## TASK DESCRIPTION
Exactly as written, transcribe each record below.
Start of Block
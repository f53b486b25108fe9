/**
 * Calculator Routes
 * Foundation and finishing price estimates
 */
use axum::{
    extract::{Query, State},
    Json,
};
use serde::{Deserialize, Serialize};

use crate::error::ApiError;
use crate::pricing::{FinishingInput, FinishingService, FoundationInput, Quote};
use crate::routes::content::parse_language;
use crate::state::AppState;

#[derive(Debug, Default, Deserialize)]
pub struct ServicesQuery {
    pub lang: Option<String>,
}

/// One finishing catalog entry
#[derive(Debug, Serialize, Deserialize)]
pub struct ServiceOption {
    pub id: String,
    pub label: String,
    pub price: i64,
}

fn track(state: &AppState, quote: &Quote) {
    if let Some(event) = &quote.event {
        state.analytics.track(event);
    }
}

/// POST /api/calculator/foundation
pub async fn foundation_quote(
    State(state): State<AppState>,
    Json(input): Json<FoundationInput>,
) -> Json<Quote> {
    let quote = input.quote();
    track(&state, &quote);
    Json(quote)
}

/// POST /api/calculator/finishing
pub async fn finishing_quote(
    State(state): State<AppState>,
    Json(input): Json<FinishingInput>,
) -> Json<Quote> {
    let quote = input.quote();
    track(&state, &quote);
    Json(quote)
}

/// GET /api/calculator/finishing/services?lang=
pub async fn finishing_services(
    Query(query): Query<ServicesQuery>,
) -> Result<Json<Vec<ServiceOption>>, ApiError> {
    let language = parse_language(query.lang.as_deref())?;

    let services = FinishingService::ALL
        .iter()
        .map(|s| ServiceOption {
            id: s.id().to_string(),
            label: s.label(language).to_string(),
            price: s.unit_price(),
        })
        .collect();

    Ok(Json(services))
}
End of Block
## RESPONSE TO THIS TASK
repository f53b486b25108fe9
/**
 * Calculator Routes
 * Foundation and finishing price estimates
 */
use axum::{
    extract::{Query, State},
    Json,
};
use serde::{Deserialize, Serialize};

use crate::error::ApiError;
use crate::pricing::{FinishingInput, FinishingService, FoundationInput, Quote};
use crate::routes::content::parse_language;
use crate::state::AppState;

#[derive(Debug, Default, Deserialize)]
pub struct ServicesQuery {
    pub lang: Option<String>,
}

/// One finishing catalog entry
#[derive(Debug, Serialize, Deserialize)]
pub struct ServiceOption {
    pub id: String,
    pub label: String,
    pub price: i64,
}

fn track(state: &AppState, quote: &Quote) {
    if let Some(event) = &quote.event {
        state.analytics.track(event);
    }
}

/// POST /api/calculator/foundation
pub async fn foundation_quote(
    State(state): State<AppState>,
    Json(input): Json<FoundationInput>,
) -> Json<Quote> {
    let quote = input.quote();
    track(&state, &quote);
    Json(quote)
}

/// POST /api/calculator/finishing
pub async fn finishing_quote(
    State(state): State<AppState>,
    Json(input): Json<FinishingInput>,
) -> Json<Quote> {
    let quote = input.quote();
    track(&state, &quote);
    Json(quote)
}

/// GET /api/calculator/finishing/services?lang=
pub async fn finishing_services(
    Query(query): Query<ServicesQuery>,
) -> Result<Json<Vec<ServiceOption>>, ApiError> {
    let language = parse_language(query.lang.as_deref())?;

    let services = FinishingService::ALL
        .iter()
        .map(|s| ServiceOption {
            id: s.id().to_string(),
            label: s.label(language).to_string(),
            price: s.unit_price(),
        })
        .collect();

    Ok(Json(services))
}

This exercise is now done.